E havia muito mais: denúncias de corrupção, de fraudes da multinacional Esso na venda de combustíveis, uma grande matéria sobre greves operárias na Argentina; a editoria de Cultura trazia o artigo “O nascimento de um regime”, de Paulo Sérgio Pinheiro, em que, utilizando referências de livros como 1964: Golpe ou contra golpe?, de Helio Silva, O governo Castelo Branco, de Luis Viana Filho, e outros, fazia um estudo sobre a origem da ditadura militar. Na página seguinte, uma resenha do livro A revolução dos bandidos, de Eric Hobsbawn. Nas últimas páginas, 23 e 24, contos de Hermilo Borba Filho e Moacyr Scliar.
Mesmo mutilado, o novo semanário trazia novidades e, sobretudo, um novo ângulo de observação da realidade para o leitor. Estimulava o debate político, a reflexão. Apesar do seu poder de retaliação, a censura havia deixado passar textos importantes. Sinal de que o governo já não podia fazer tudo que queria e que um jornal como Movimento tinha respaldo em setores significativos da sociedade.
–
1 Equivalentes a R$ 8,50 em janeiro de 2011 (IGP-DI FGV).

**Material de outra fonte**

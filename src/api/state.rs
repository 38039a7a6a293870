use crate::mutation::MutationSettings;

pub(crate) struct ApiServerState {
    pub(crate) settings: MutationSettings,
}
use axum::{http::StatusCode, response::IntoResponse};

/// An error that can be returned by the API. The Kubernetes API server logs
/// the body of failed webhook calls verbatim, so this renders as plain text
/// rather than a JSON envelope.
#[derive(Debug)]
pub(crate) struct ApiError {
    pub(crate) status: StatusCode,
    pub(crate) message: String,
}

impl IntoResponse for ApiError {
    fn into_response(self) -> axum::response::Response {
        (self.status, self.message).into_response()
    }
}
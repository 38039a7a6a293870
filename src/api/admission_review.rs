use std::collections::BTreeMap;

use serde::{Deserialize, Serialize};

#[derive(Clone, Debug, Default, Serialize, Deserialize)]
pub struct GroupVersionKind {
    pub group: String,
    pub version: String,
    pub kind: String,
}

#[derive(Clone, Debug, Default, Serialize, Deserialize)]
pub struct GroupVersionResource {
    pub group: String,
    pub version: String,
    pub resource: String,
}

/// The inbound half of the `admission.k8s.io/v1` AdmissionReview envelope.
///
/// `request` stays optional on purpose: the API server is trusted, but a
/// malformed review with a null request must be rejected with a clear
/// message instead of a serde "missing field" error.
#[derive(Clone, Debug, Serialize, Deserialize)]
#[serde(rename_all = "camelCase")]
pub struct AdmissionReviewRequest {
    #[serde(skip_serializing_if = "Option::is_none")]
    pub kind: Option<String>,

    #[serde(skip_serializing_if = "Option::is_none")]
    pub api_version: Option<String>,

    #[serde(default, skip_serializing_if = "Option::is_none")]
    pub request: Option<AdmissionRequest>,
}

#[derive(Clone, Debug, Serialize, Deserialize)]
#[serde(rename_all = "camelCase")]
pub struct AdmissionReviewResponse {
    #[serde(skip_serializing_if = "Option::is_none")]
    pub kind: Option<String>,

    #[serde(skip_serializing_if = "Option::is_none")]
    pub api_version: Option<String>,

    pub response: AdmissionResponse,
}

impl AdmissionReviewResponse {
    pub fn new(response: AdmissionResponse) -> Self {
        AdmissionReviewResponse {
            api_version: Some(String::from("admission.k8s.io/v1")),
            kind: Some(String::from("AdmissionReview")),
            response,
        }
    }
}

/// This models the admission/v1/AdmissionRequest object of Kubernetes
/// See https://pkg.go.dev/k8s.io/api/admission/v1#AdmissionRequest
#[derive(Clone, Debug, Serialize, Deserialize)]
#[serde(rename_all = "camelCase")]
pub struct AdmissionRequest {
    pub uid: String,
    pub kind: GroupVersionKind,
    #[serde(skip_serializing_if = "Option::is_none")]
    pub resource: Option<GroupVersionResource>,
    #[serde(skip_serializing_if = "Option::is_none")]
    pub sub_resource: Option<String>,
    #[serde(skip_serializing_if = "Option::is_none")]
    pub request_kind: Option<GroupVersionKind>,
    #[serde(skip_serializing_if = "Option::is_none")]
    pub request_resource: Option<GroupVersionResource>,
    #[serde(skip_serializing_if = "Option::is_none")]
    pub request_sub_resource: Option<String>,
    #[serde(skip_serializing_if = "Option::is_none")]
    pub name: Option<String>,
    #[serde(skip_serializing_if = "Option::is_none")]
    pub namespace: Option<String>,
    pub operation: String,
    #[serde(default)]
    pub user_info: k8s_openapi::api::authentication::v1::UserInfo,
    #[serde(skip_serializing_if = "Option::is_none")]
    pub object: Option<k8s_openapi::apimachinery::pkg::runtime::RawExtension>,
    #[serde(skip_serializing_if = "Option::is_none")]
    pub old_object: Option<k8s_openapi::apimachinery::pkg::runtime::RawExtension>,
    #[serde(skip_serializing_if = "Option::is_none")]
    pub dry_run: Option<bool>,
    #[serde(skip_serializing_if = "Option::is_none")]
    pub options: Option<k8s_openapi::apimachinery::pkg::runtime::RawExtension>,
}

/// This models the admission/v1/AdmissionResponse object of Kubernetes
/// See https://pkg.go.dev/k8s.io/api/admission/v1#AdmissionResponse
#[derive(Clone, Debug, Default, PartialEq, Serialize, Deserialize)]
#[serde(rename_all = "camelCase")]
pub struct AdmissionResponse {
    /// UID is an identifier for the individual request/response.
    /// This must be copied over from the corresponding AdmissionRequest.
    pub uid: String,

    /// Allowed indicates whether or not the admission request was permitted.
    pub allowed: bool,

    /// The type of Patch. Currently we only allow "JSONPatch".
    #[serde(skip_serializing_if = "Option::is_none")]
    pub patch_type: Option<PatchType>,

    /// The patch body, a base64-encoded JSON Patch (RFC 6902).
    #[serde(skip_serializing_if = "Option::is_none")]
    pub patch: Option<String>,

    /// Warning messages returned to the requesting API client.
    #[serde(skip_serializing_if = "Option::is_none")]
    pub warnings: Option<Vec<String>>,

    /// Unstructured key value map added to the audit record of this request.
    #[serde(skip_serializing_if = "Option::is_none")]
    pub audit_annotations: Option<BTreeMap<String, String>>,
}

impl AdmissionResponse {
    pub fn allow(uid: String) -> AdmissionResponse {
        AdmissionResponse {
            uid,
            allowed: true,
            ..Default::default()
        }
    }
}

/// PatchType is the type of patch being used to represent the mutated object
#[derive(Clone, Debug, Default, PartialEq, Eq, Serialize, Deserialize)]
pub enum PatchType {
    #[serde(rename = "JSONPatch")]
    #[default]
    JSONPatch,
}
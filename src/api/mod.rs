pub mod admission_review;
pub(crate) mod api_error;
pub(crate) mod handlers;
pub(crate) mod state;

use std::sync::Arc;

use axum::{
    routing::{get, post},
    Router,
};
use tower_http::trace::TraceLayer;

use state::ApiServerState;

pub(crate) fn router(state: Arc<ApiServerState>) -> Router {
    Router::new()
        .route("/mutate", post(handlers::mutate_handler))
        .route("/healthz", get(handlers::healthz_handler))
        .layer(TraceLayer::new_for_http())
        .with_state(state)
}
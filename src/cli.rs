use clap::builder::PossibleValue;
use clap::{crate_description, crate_name, crate_version, Arg, ArgAction, Command};

pub fn build_cli() -> Command {
    let mut args = vec![
        Arg::new("log-level")
            .long("log-level")
            .value_name("LOG_LEVEL")
            .env("PRIORITY_WEBHOOK_LOG_LEVEL")
            .default_value("info")
            .value_parser([
                PossibleValue::new("trace"),
                PossibleValue::new("debug"),
                PossibleValue::new("info"),
                PossibleValue::new("warn"),
                PossibleValue::new("error"),
            ])
            .help("Log level"),
        Arg::new("log-fmt")
            .long("log-fmt")
            .value_name("LOG_FMT")
            .env("PRIORITY_WEBHOOK_LOG_FMT")
            .default_value("text")
            .value_parser([PossibleValue::new("text"), PossibleValue::new("json")])
            .help("Log output format"),
        Arg::new("log-no-color")
            .long("log-no-color")
            .env("NO_COLOR")
            .action(ArgAction::SetTrue)
            .help("Disable colored output for logs"),
        Arg::new("address")
            .long("addr")
            .value_name("BIND_ADDRESS")
            .default_value("0.0.0.0")
            .env("PRIORITY_WEBHOOK_BIND_ADDRESS")
            .help("Bind against ADDRESS"),
        Arg::new("port")
            .long("port")
            .value_name("PORT")
            .default_value("443")
            .env("PRIORITY_WEBHOOK_PORT")
            .help("Listen on PORT"),
        Arg::new("cert-file")
            .long("cert-file")
            .value_name("CERT_FILE")
            .default_value("")
            .env("PRIORITY_WEBHOOK_CERT_FILE")
            .help("Path to an X.509 certificate file for HTTPS"),
        Arg::new("key-file")
            .long("key-file")
            .value_name("KEY_FILE")
            .default_value("")
            .env("PRIORITY_WEBHOOK_KEY_FILE")
            .help("Path to an X.509 private key file for HTTPS"),
        Arg::new("disable-audit-annotations")
            .long("disable-audit-annotations")
            .env("PRIORITY_WEBHOOK_DISABLE_AUDIT_ANNOTATIONS")
            .action(ArgAction::SetTrue)
            .help("Do not mirror the workload annotations into the audit annotations of mutated responses"),
    ];
    args.sort_by(|a, b| a.get_id().cmp(b.get_id()));

    Command::new(crate_name!())
        .version(crate_version!())
        .about(crate_description!())
        .args(args)
}
pub mod batch;
pub mod filter;
pub mod summary;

2 Arquivo Nacional/Ministério da Justiça – Fundo DSI/MJ (Despacho com o Sr. Presidente). In: Souza, Maurício Maia. Henfil e a censura: o papel dos jornalistas. São Paulo, 1999. Dissertação (Mestrado) – Escola de Comunicação e Artes, USP. 3 Entrevista de Sérgio Buarque de Gusmão em 21 de outubro de 2009.
3 Sérgio Buarque de Gusmão – entrevista em 21 de outubro de 2009.
4 Arquivo pessoal de Sérgio Buarque de Gusmão.
5 Relatório aos acionistas nº 2, outubro de 1975. Arquivo pessoal de Sérgio Buarque de Gusmão. 6 Entrevista de Antonio Carlos Tonico Ferreira em 22 de outubro de 2009.